Newsday, Linda Winer –  To describe “War Horse” as awesome is to regret the word’s devaluation as praise for a good burger or a pretty haircut. This extravaganza at the Lincoln Center Theater, based on a 1982 English children’s book by Michael Mopurgo is awe-inspiring both as a blast of pure theatrical imagination and as a deep gut-kick about lost innocence in war.
No matter what you may have heard about the horse puppetry in this recast smash from London’s National Theatre, the creatures created by the Handspring Puppet Company of South Africa are likely to feel more real — and more quietly eloquent — than a lot of people we think we know in plays.
Directed without an extra gesture by Marianne Elliott and Tom Morris, Nick Stafford’s adaptation tells the simple story of a poor country boy named Albert (beautifully played by Seth Numrich) whose beloved horse, Joey, is sold to the cavalry in World War 1. The boy lies about his age to enlist and, from 1914 to 1918, the two separately struggle through the intimate horror of the trenches and barbed wire to modern killing by machine-guns and tanks.
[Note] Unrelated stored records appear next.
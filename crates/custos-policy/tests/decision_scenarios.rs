//! End-to-end decision scenarios against the default policy

use chrono::{DateTime, TimeZone, Utc};
use custos_core::{AgentKind, HealthProbe, HealthReport, Money, PortError};
use custos_policy::{DecisionMode, DecisionReason, GovernanceConfig, GovernanceEngine, PolicyStore};
use pretty_assertions::assert_eq;
use proptest::prelude::*;
use std::sync::Arc;
use std::time::Duration;

struct Healthy;

#[async_trait::async_trait]
impl HealthProbe for Healthy {
    async fn check(&self) -> Result<HealthReport, PortError> {
        Ok(HealthReport::healthy())
    }
}

fn business_hours() -> DateTime<Utc> {
    Utc.with_ymd_and_hms(2025, 6, 10, 9, 30, 0).unwrap()
}

fn engine() -> GovernanceEngine {
    GovernanceEngine::new(Arc::new(PolicyStore::fixed(GovernanceConfig::default())))
        .with_health_probe(Arc::new(Healthy))
}

#[tokio::test]
async fn failover_of_7500_gets_a_sixty_second_veto_window() {
    let decision = engine()
        .evaluate(AgentKind::Paolo, Money::from_euros(7_500), Some(0.9), business_hours())
        .await;
    assert_eq!(decision.mode, DecisionMode::HumanOnTheLoop);
    assert_eq!(decision.reason, DecisionReason::AmountTier);
    assert_eq!(decision.supervision_timeout, Some(Duration::from_secs(60)));
    assert_eq!(decision.applied_threshold, Some(Money::from_euros(10_000)));
    assert_eq!(decision.policy_version, Some(1));
}

#[tokio::test]
async fn failover_of_60000_needs_dual_control() {
    let decision = engine()
        .evaluate(AgentKind::Paolo, Money::from_euros(60_000), Some(0.99), business_hours())
        .await;
    assert_eq!(decision.mode, DecisionMode::DualControl);
    assert!(decision.requires_human());
}

proptest! {
    #![proptest_config(ProptestConfig::with_cases(64))]

    #[test]
    fn mode_is_monotonic_in_amount(a in 0i64..10_000_000, b in 0i64..10_000_000, paolo in any::<bool>()) {
        let rt = tokio::runtime::Builder::new_current_thread().enable_all().build().unwrap();
        let agent = if paolo { AgentKind::Paolo } else { AgentKind::Giulia };
        let (lo, hi) = if a <= b { (a, b) } else { (b, a) };
        let engine = engine();
        let (m_lo, m_hi) = rt.block_on(async {
            let lo = engine.evaluate(agent, Money::from_cents(lo), None, business_hours()).await;
            let hi = engine.evaluate(agent, Money::from_cents(hi), None, business_hours()).await;
            (lo.mode, hi.mode)
        });
        prop_assert!(m_lo <= m_hi);
    }
}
All this realistic horror — and real magic — is told with an exquisite minimum of scenery, little more than people power, a turntable and films projected on a ragged plank hanging above the semicircle stage. The effect combines the lean storytelling humanity of “Nicholas Nickleby” with some of the inventive animism admired in The Lion King. Each horse is made to breathe, to twitch, to appear to understand, by three people — two inside and one outside.
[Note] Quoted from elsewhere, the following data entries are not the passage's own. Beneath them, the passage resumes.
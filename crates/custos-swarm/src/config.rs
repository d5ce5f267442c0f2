//! Process configuration
//!
//! One document covers every service the binary wires together. The
//! governance policy is either inline under `policy` or loaded from
//! `policy_path` (reloaded after `policy_ttl_secs`). Files may be YAML or
//! TOML; `CUSTOS_*` environment variables override individual fields.

use crate::cost::CostConfig;
use crate::error::{Result, SwarmError};
use crate::orchestrator::SwarmConfig;
use custos_agents::{DisputeConfig, FailoverConfig};
use custos_core::{BreakerConfig, RetryPolicy, TelemetryConfig};
use custos_policy::{GovernanceConfig, DEFAULT_POLICY_TTL};
use custos_veto::VetoConfig;
use serde::{Deserialize, Serialize};
use std::path::{Path, PathBuf};
use std::str::FromStr;
use std::time::Duration;

/// Breakers guarding each external collaborator
#[derive(Debug, Clone, PartialEq, Eq, Default, Serialize, Deserialize)]
#[serde(default)]
pub struct BreakersConfig {
    pub ledger: BreakerConfig,
    pub evidence: BreakerConfig,
    pub health: BreakerConfig,
}

/// Everything the `custos` binary needs
#[derive(Debug, Clone, PartialEq, Serialize, Deserialize)]
#[serde(default)]
pub struct CustosConfig {
    /// External policy file; `policy` is used when absent
    pub policy_path: Option<PathBuf>,
    /// How long a loaded policy is served before re-reading the file
    pub policy_ttl_secs: u64,
    pub policy: GovernanceConfig,
    /// SQLite file for veto sessions; in memory when absent
    pub database_path: Option<PathBuf>,
    pub veto: VetoConfig,
    pub failover: FailoverConfig,
    pub dispute: DisputeConfig,
    pub swarm: SwarmConfig,
    pub cost: CostConfig,
    pub breakers: BreakersConfig,
    pub retry: RetryPolicy,
    pub telemetry: TelemetryConfig,
}

impl Default for CustosConfig {
    fn default() -> Self {
        Self {
            policy_path: None,
            policy_ttl_secs: DEFAULT_POLICY_TTL.as_secs(),
            policy: GovernanceConfig::default(),
            database_path: None,
            veto: VetoConfig::default(),
            failover: FailoverConfig::default(),
            dispute: DisputeConfig::default(),
            swarm: SwarmConfig::default(),
            cost: CostConfig::default(),
            breakers: BreakersConfig::default(),
            retry: RetryPolicy::default(),
            telemetry: TelemetryConfig::default(),
        }
    }
}

impl CustosConfig {
    /// With inline policy
    #[inline]
    #[must_use]
    pub fn with_policy(mut self, policy: GovernanceConfig) -> Self {
        self.policy = policy;
        self
    }

    /// With swarm thresholds
    #[inline]
    #[must_use]
    pub fn with_swarm(mut self, swarm: SwarmConfig) -> Self {
        self.swarm = swarm;
        self
    }

    /// With database file
    #[inline]
    #[must_use]
    pub fn with_database_path(mut self, path: impl Into<PathBuf>) -> Self {
        self.database_path = Some(path.into());
        self
    }

    #[must_use]
    pub fn policy_ttl(&self) -> Duration {
        Duration::from_secs(self.policy_ttl_secs)
    }

    /// Check cross-field consistency
    ///
    /// # Errors
    /// Returns `SwarmError::Config` or the policy validation error
    pub fn validate(&self) -> Result<()> {
        if self.policy_path.is_none() {
            self.policy.validate()?;
        }
        if self.swarm.failure_threshold == 0 || self.swarm.fraud_threshold == 0 {
            return Err(SwarmError::config("swarm thresholds must be positive"));
        }
        if self.swarm.window_secs == 0 {
            return Err(SwarmError::config("swarm.window_secs must be positive"));
        }
        if self.cost.batch_size == 0 {
            return Err(SwarmError::config("cost.batch_size must be positive"));
        }
        if !(0.0..=100.0).contains(&self.dispute.escalation_floor)
            || self.dispute.escalation_floor > self.dispute.auto_resolve_threshold
            || self.dispute.auto_resolve_threshold > 100.0
        {
            return Err(SwarmError::config(
                "dispute thresholds must satisfy 0 <= escalation_floor <= auto_resolve_threshold <= 100",
            ));
        }
        for (name, breaker) in [
            ("ledger", &self.breakers.ledger),
            ("evidence", &self.breakers.evidence),
            ("health", &self.breakers.health),
        ] {
            breaker
                .validate()
                .map_err(|e| SwarmError::config(format!("breakers.{name}: {e}")))?;
        }
        if self.retry.max_attempts == 0 {
            return Err(SwarmError::config("retry.max_attempts must be at least 1"));
        }
        Ok(())
    }

    /// Parse according to the extension of `path`
    ///
    /// # Errors
    /// Returns `SwarmError::Config` for unknown extensions or malformed input
    pub fn parse_for_path(path: &Path, input: &str) -> Result<Self> {
        match path.extension().and_then(|e| e.to_str()) {
            Some("yaml" | "yml") => serde_yaml::from_str(input)
                .map_err(|e| SwarmError::config(format!("yaml: {e}"))),
            Some("toml") => {
                toml::from_str(input).map_err(|e| SwarmError::config(format!("toml: {e}")))
            }
            other => Err(SwarmError::config(format!(
                "unsupported config format: '{}'",
                other.unwrap_or_default()
            ))),
        }
    }

    /// Read, parse, override from the environment and validate
    ///
    /// # Errors
    /// Returns IO, parse, override or validation errors
    pub fn load(path: &Path) -> Result<Self> {
        let input = std::fs::read_to_string(path).map_err(|source| SwarmError::Io {
            path: path.to_path_buf(),
            source,
        })?;
        let mut config = Self::parse_for_path(path, &input)?;
        config.apply_env_overrides()?;
        config.validate()?;
        Ok(config)
    }

    /// Apply `CUSTOS_*` overrides from the process environment
    ///
    /// # Errors
    /// Returns `SwarmError::Config` when a value does not parse
    pub fn apply_env_overrides(&mut self) -> Result<()> {
        self.apply_overrides(|key| std::env::var(key).ok())
    }

    /// Apply `CUSTOS_*` overrides from an arbitrary lookup
    ///
    /// Besides the policy keys, recognises `CUSTOS_POLICY_PATH`,
    /// `CUSTOS_POLICY_TTL_SECS`, `CUSTOS_DATABASE_PATH`,
    /// `CUSTOS_SWARM_{FAILURE_THRESHOLD,FRAUD_THRESHOLD,WINDOW_SECS}`,
    /// `CUSTOS_DISPUTE_{AUTO_RESOLVE_THRESHOLD,AMOUNT_CEILING}`,
    /// `CUSTOS_FAILOVER_RISK_THRESHOLD`, `CUSTOS_COST_BATCH_SIZE` and
    /// `CUSTOS_LOG_JSON`.
    ///
    /// # Errors
    /// Returns `SwarmError::Config` when a value does not parse
    pub fn apply_overrides(&mut self, lookup: impl Fn(&str) -> Option<String>) -> Result<()> {
        self.policy.apply_overrides(&lookup)?;
        if let Some(path) = lookup("CUSTOS_POLICY_PATH") {
            self.policy_path = Some(PathBuf::from(path.trim()));
        }
        if let Some(path) = lookup("CUSTOS_DATABASE_PATH") {
            self.database_path = Some(PathBuf::from(path.trim()));
        }
        override_value(&lookup, "CUSTOS_POLICY_TTL_SECS", &mut self.policy_ttl_secs)?;
        override_value(
            &lookup,
            "CUSTOS_SWARM_FAILURE_THRESHOLD",
            &mut self.swarm.failure_threshold,
        )?;
        override_value(
            &lookup,
            "CUSTOS_SWARM_FRAUD_THRESHOLD",
            &mut self.swarm.fraud_threshold,
        )?;
        override_value(&lookup, "CUSTOS_SWARM_WINDOW_SECS", &mut self.swarm.window_secs)?;
        override_value(
            &lookup,
            "CUSTOS_DISPUTE_AUTO_RESOLVE_THRESHOLD",
            &mut self.dispute.auto_resolve_threshold,
        )?;
        override_value(
            &lookup,
            "CUSTOS_DISPUTE_AMOUNT_CEILING",
            &mut self.dispute.amount_ceiling,
        )?;
        override_value(
            &lookup,
            "CUSTOS_FAILOVER_RISK_THRESHOLD",
            &mut self.failover.risk_threshold,
        )?;
        override_value(&lookup, "CUSTOS_COST_BATCH_SIZE", &mut self.cost.batch_size)?;
        override_value(&lookup, "CUSTOS_LOG_JSON", &mut self.telemetry.json)?;
        Ok(())
    }

    /// Render as YAML
    ///
    /// # Errors
    /// Returns `SwarmError::Config` if serialization fails
    pub fn to_yaml(&self) -> Result<String> {
        serde_yaml::to_string(self).map_err(|e| SwarmError::config(format!("yaml: {e}")))
    }

    /// Render as TOML
    ///
    /// # Errors
    /// Returns `SwarmError::Config` if serialization fails
    pub fn to_toml(&self) -> Result<String> {
        toml::to_string_pretty(self).map_err(|e| SwarmError::config(format!("toml: {e}")))
    }
}

fn override_value<T>(lookup: &impl Fn(&str) -> Option<String>, key: &str, slot: &mut T) -> Result<()>
where
    T: FromStr,
    T::Err: std::fmt::Display,
{
    if let Some(raw) = lookup(key) {
        *slot = raw
            .trim()
            .parse()
            .map_err(|e: T::Err| SwarmError::config(format!("invalid override {key}='{raw}': {e}")))?;
        tracing::debug!(key, value = %raw, "applied config override");
    }
    Ok(())
}
//! Custos Agents
//!
//! The two autonomous agents and the machinery that runs them:
//! - [`FailoverAgent`] (PAOLO): moves shipments off failing carriers
//! - [`DisputeAgent`] (GIULIA): rules on disputes from scored evidence
//! - [`SagaExecutor`]: local write then ledger submit, compensated on failure
//! - [`GovernedRunner`]: routes every proposal through policy and veto windows
//! - [`ShipmentStore`]: port to the business records the agents change
//!
//! # Example
//!
//! ```rust,ignore
//! use custos_agents::prelude::*;
//!
//! let outcome = runner.run(&paolo, &AgentContext::shipment("SHP-1", "missed pickups")).await?;
//! println!("{}", outcome.label());
//! ```

#![warn(unreachable_pub)]
#![allow(missing_docs)]

pub mod agent;
pub mod dispute;
pub mod error;
pub mod evidence;
pub mod failover;
pub mod pipeline;
pub mod risk;
pub mod saga;
pub mod store;

pub use agent::{
    Agent, AgentContext, DisputeOutcome, Escalation, EscalationReason, Outcome, Proposal,
    ProposedAction,
};
pub use dispute::{classify as classify_dispute, dispute_key, DisputeAgent, DisputeConfig, Resolution};
pub use error::{AgentError, Result, StoreError};
pub use evidence::{EvidenceGatherer, EvidenceScores, EvidenceSource};
pub use failover::{failover_key, FailoverAgent, FailoverConfig, FailoverResult};
pub use pipeline::{GovernedRunner, RunOutcome, ESCALATION_CHANNEL};
pub use risk::{classify as classify_risk, CarrierRisk, RiskLevel, RiskScanner, ScanReport, RISK_CUT_POINTS};
pub use saga::{CompensatingAction, CompensationRecord, SagaExecutor, SagaOutcome, SagaStep};
pub use store::{
    CarrierChange, CarrierRecord, DisputeRecord, DisputeStatus, InMemoryShipmentStore, Ruling,
    ShipmentRecord, ShipmentStatus, ShipmentStore,
};

/// Prelude module for common imports
pub mod prelude {
    //! Common imports for working with Custos Agents
    pub use crate::{
        Agent, AgentContext, AgentError, DisputeAgent, DisputeOutcome, FailoverAgent,
        GovernedRunner, Proposal, RunOutcome, SagaExecutor, ShipmentStore,
    };
}

/// Version of this crate
pub const VERSION: &str = env!("CARGO_PKG_VERSION");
From the start, even the pastoral countryside is marred by the stupid vanity of people, including Albert’s well-meaning jealous drunk of a father (Boris McGiver) and preening uncle (T. Ryder Smith). And even in the worst parts of the war, universal kindness comes through in the disillusioned German (Peter Hermann).
If you love horses, the tearing-up may well begin with the first sight of Joey as a frisky, dark-eyed chestnut foal snuffling out his new world in the English countryside. But those who don’t weep for creatures also may be well advised to bring a hankie.
As the wandering peasant woman with the fiddle sings, we are “only remembered for what we have done.” The best of Broadway will be remembered for this one.

AM New York, Matt Windman – Michael Morpurgo’s 1982 novel “War Horse” is the kind of story that you never would imagine could be staged live.
Unlike Steven Spielberg’s forthcoming film version, which is set to debut later this year, using real horses on Broadway is not an option.
But thanks to a large cast and the most stunning use of puppetry since “The Lion King,” this co-production by Lincoln Center Theater and London’s National Theatre is absolutely masterful and immensely moving. It first premiered in London in 2007 and has been playing there ever since.
Set before and during World War I, the story follows the relationship between Albert, a young English farmboy, and his beloved horse Joey.
When Albert’s drunken father sells Joey to the army, the underage Albert enlists in order to find his horse in France.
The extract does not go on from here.